What can farmers do to help provide habitat for pollinators?

  • Plant non-crop vegetation corridors through programs such as  #OperationPollination, by Syngenta. This program is helping farmers and land users to plant flowers where they aren’t planting crops. These corridors provide critical food and habitat for bees and other insects, bats, and birds. In fact, just three acres of marginal land could have up to 100 acres of positive benefit. 
  • Purchase seeds from native food sources for pollinators with the help of Agricultural Solutions Bee and Butterfly Habitat Fund’s Seed a Legacy pollinator program. This year, BASF donated $50,000 as part of the Living Acres #MonarchChallenge initiative. This program provides free or reduced seed to landowners in Midwest states. 
  • Protect flowering plants and water sources.
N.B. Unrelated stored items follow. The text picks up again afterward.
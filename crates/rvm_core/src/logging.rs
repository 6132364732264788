//! Process-wide logging bootstrap.
//!
//! # Responsibility
//! - Validate logging configuration (level + absolute directory).
//! - Start a rotating file logger once per process.
//!
//! # Invariants
//! - Re-initializing with an identical config is a no-op.
//! - Re-initializing with a different level or directory is rejected.
//! - Initialization never panics.
//! - Core log lines carry IDs and counts only, never participant names.

use flexi_logger::{Cleanup, Criterion, FileSpec, Logger, LoggerHandle, Naming, WriteMode};
use log::{error, info};
use once_cell::sync::OnceCell;
use std::error::Error;
use std::fmt::{Display, Formatter};
use std::path::{Path, PathBuf};

const LOG_FILE_BASENAME: &str = "rvm";
const MAX_LOG_FILE_SIZE_BYTES: u64 = 5 * 1024 * 1024;
const MAX_LOG_FILES: usize = 3;
const MAX_PANIC_PAYLOAD_CHARS: usize = 160;

static ACTIVE: OnceCell<ActiveLogger> = OnceCell::new();
static PANIC_HOOK: OnceCell<()> = OnceCell::new();

struct ActiveLogger {
    config: LoggingConfig,
    _handle: LoggerHandle,
}

/// Logging setup failures.
#[derive(Debug, Clone, PartialEq, Eq)]
pub enum LoggingError {
    UnsupportedLevel(String),
    EmptyDirectory,
    RelativeDirectory(String),
    /// Logging already runs with a different config.
    Conflict { active: String, requested: String },
    Backend(String),
}

impl Display for LoggingError {
    fn fmt(&self, f: &mut Formatter<'_>) -> std::fmt::Result {
        match self {
            Self::UnsupportedLevel(level) => write!(
                f,
                "unsupported log level `{level}`; expected trace|debug|info|warn|error"
            ),
            Self::EmptyDirectory => write!(f, "log directory cannot be empty"),
            Self::RelativeDirectory(dir) => {
                write!(f, "log directory must be an absolute path, got `{dir}`")
            }
            Self::Conflict { active, requested } => write!(
                f,
                "logging already initialized with {active}; refusing to switch to {requested}"
            ),
            Self::Backend(message) => write!(f, "logger backend failed: {message}"),
        }
    }
}

impl Error for LoggingError {}

/// Validated logging configuration.
#[derive(Debug, Clone, PartialEq, Eq)]
pub struct LoggingConfig {
    level: &'static str,
    log_dir: PathBuf,
}

impl LoggingConfig {
    /// Normalizes `level` and checks that `log_dir` is absolute.
    ///
    /// # Errors
    /// - `UnsupportedLevel` for anything outside trace|debug|info|warn|error.
    /// - `EmptyDirectory` / `RelativeDirectory` for unusable directories.
    pub fn new(level: &str, log_dir: impl AsRef<Path>) -> Result<Self, LoggingError> {
        Ok(Self {
            level: normalize_level(level)?,
            log_dir: normalize_log_dir(log_dir.as_ref())?,
        })
    }

    /// Uses `default_log_level()` for the current build.
    pub fn with_default_level(log_dir: impl AsRef<Path>) -> Result<Self, LoggingError> {
        Self::new(default_log_level(), log_dir)
    }

    pub fn level(&self) -> &'static str {
        self.level
    }

    pub fn log_dir(&self) -> &Path {
        &self.log_dir
    }

    fn describe(&self) -> String {
        format!("level `{}` at `{}`", self.level, self.log_dir.display())
    }
}

/// Starts file logging for the process.
///
/// # Errors
/// - `Conflict` when logging already runs with another config.
/// - `Backend` when the directory cannot be created or the logger fails to start.
pub fn init_logging(config: &LoggingConfig) -> Result<(), LoggingError> {
    let active = ACTIVE.get_or_try_init(|| start_logger(config.clone()))?;
    if active.config != *config {
        return Err(LoggingError::Conflict {
            active: active.config.describe(),
            requested: config.describe(),
        });
    }
    Ok(())
}

/// Returns the active config, or `None` before `init_logging` succeeds.
pub fn logging_status() -> Option<LoggingConfig> {
    ACTIVE.get().map(|active| active.config.clone())
}

/// `debug` for debug builds, `info` for release builds.
pub fn default_log_level() -> &'static str {
    if cfg!(debug_assertions) {
        "debug"
    } else {
        "info"
    }
}

fn start_logger(config: LoggingConfig) -> Result<ActiveLogger, LoggingError> {
    std::fs::create_dir_all(&config.log_dir).map_err(|err| {
        LoggingError::Backend(format!(
            "cannot create `{}`: {err}",
            config.log_dir.display()
        ))
    })?;

    let handle = Logger::try_with_str(config.level)
        .map_err(|err| LoggingError::Backend(err.to_string()))?
        .log_to_file(
            FileSpec::default()
                .directory(config.log_dir.as_path())
                .basename(LOG_FILE_BASENAME),
        )
        .rotate(
            Criterion::Size(MAX_LOG_FILE_SIZE_BYTES),
            Naming::Numbers,
            Cleanup::KeepLogFiles(MAX_LOG_FILES),
        )
        .write_mode(WriteMode::BufferAndFlush)
        .append()
        .format_for_files(flexi_logger::detailed_format)
        .start()
        .map_err(|err| LoggingError::Backend(err.to_string()))?;

    install_panic_hook();
    info!(
        "event=core_init module=logging status=ok level={} version={}",
        config.level,
        env!("CARGO_PKG_VERSION")
    );

    Ok(ActiveLogger {
        config,
        _handle: handle,
    })
}

fn normalize_level(level: &str) -> Result<&'static str, LoggingError> {
    match level.trim().to_ascii_lowercase().as_str() {
        "trace" => Ok("trace"),
        "debug" => Ok("debug"),
        "info" => Ok("info"),
        "warn" | "warning" => Ok("warn"),
        "error" => Ok("error"),
        other => Err(LoggingError::UnsupportedLevel(other.to_string())),
    }
}

fn normalize_log_dir(log_dir: &Path) -> Result<PathBuf, LoggingError> {
    let raw = log_dir.to_string_lossy();
    let trimmed = raw.trim();
    if trimmed.is_empty() {
        return Err(LoggingError::EmptyDirectory);
    }
    let path = PathBuf::from(trimmed);
    if !path.is_absolute() {
        return Err(LoggingError::RelativeDirectory(trimmed.to_string()));
    }
    Ok(path)
}

fn install_panic_hook() {
    if PANIC_HOOK.set(()).is_err() {
        return;
    }

    let previous = std::panic::take_hook();
    std::panic::set_hook(Box::new(move |panic_info| {
        let location = panic_info
            .location()
            .map(|loc| format!("{}:{}", loc.file(), loc.line()))
            .unwrap_or_else(|| "unknown".to_string());
        let payload = panic_info
            .payload()
            .downcast_ref::<&str>()
            .map(|message| (*message).to_string())
            .or_else(|| panic_info.payload().downcast_ref::<String>().cloned())
            .unwrap_or_else(|| "non-string panic payload".to_string());
        error!(
            "event=panic_captured module=core status=error location={} payload={}",
            location,
            sanitize_message(&payload, MAX_PANIC_PAYLOAD_CHARS)
        );
        previous(panic_info);
    }));
}

// Payloads may contain participant names; flatten and cap them.
fn sanitize_message(value: &str, max_chars: usize) -> String {
    let flattened = value.replace(['\n', '\r'], " ");
    let mut truncated: String = flattened.chars().take(max_chars).collect();
    if flattened.chars().count() > max_chars {
        truncated.push_str("...");
    }
    truncated
}

#[cfg(test)]
mod tests {
    use super::{init_logging, logging_status, sanitize_message, LoggingConfig, LoggingError};

    #[test]
    fn config_normalizes_level_aliases() {
        let dir = tempfile::tempdir().expect("temp dir");
        let config = LoggingConfig::new(" WARNING ", dir.path()).expect("warning is accepted");
        assert_eq!(config.level(), "warn");
        assert_eq!(config.log_dir(), dir.path());
    }

    #[test]
    fn config_rejects_bad_level_and_relative_dir() {
        let dir = tempfile::tempdir().expect("temp dir");
        assert_eq!(
            LoggingConfig::new("verbose", dir.path()).expect_err("unknown level"),
            LoggingError::UnsupportedLevel("verbose".to_string())
        );
        assert_eq!(
            LoggingConfig::new("info", "logs/dev").expect_err("relative dir"),
            LoggingError::RelativeDirectory("logs/dev".to_string())
        );
        assert_eq!(
            LoggingConfig::new("info", "   ").expect_err("blank dir"),
            LoggingError::EmptyDirectory
        );
    }

    #[test]
    fn sanitize_message_flattens_and_truncates() {
        let sanitized = sanitize_message("first\nsecond\rthird", 8);
        assert!(!sanitized.contains('\n'));
        assert!(!sanitized.contains('\r'));
        assert!(sanitized.ends_with("..."));
        assert_eq!(sanitize_message("short", 8), "short");
    }

    #[test]
    fn init_is_idempotent_and_rejects_conflicting_config() {
        let dir = tempfile::tempdir().expect("temp dir");
        let other_dir = tempfile::tempdir().expect("temp dir");
        let config = LoggingConfig::new("info", dir.path()).unwrap();

        init_logging(&config).expect("first init succeeds");
        init_logging(&config).expect("same config is a no-op");

        let level_conflict = LoggingConfig::new("debug", dir.path()).unwrap();
        assert!(matches!(
            init_logging(&level_conflict),
            Err(LoggingError::Conflict { .. })
        ));
        let dir_conflict = LoggingConfig::new("info", other_dir.path()).unwrap();
        let err = init_logging(&dir_conflict).expect_err("directory conflict");
        assert!(err.to_string().contains("refusing to switch"));

        assert_eq!(logging_status(), Some(config));
    }
}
Landowners, farmers, and road departments can delay mowing non-crop flowering areas until seeding. 

“Farmers have the biggest job on Earth,” said Paul Rea, Senior Vice President of BASF Agricultural Solutions North America. “Pollinators play a key role in helping farmers feed a growing population. BASF does everything we can to support farmers, including the advancement of pollinators, like monarch butterflies, in their work to support farmers,” Rea said.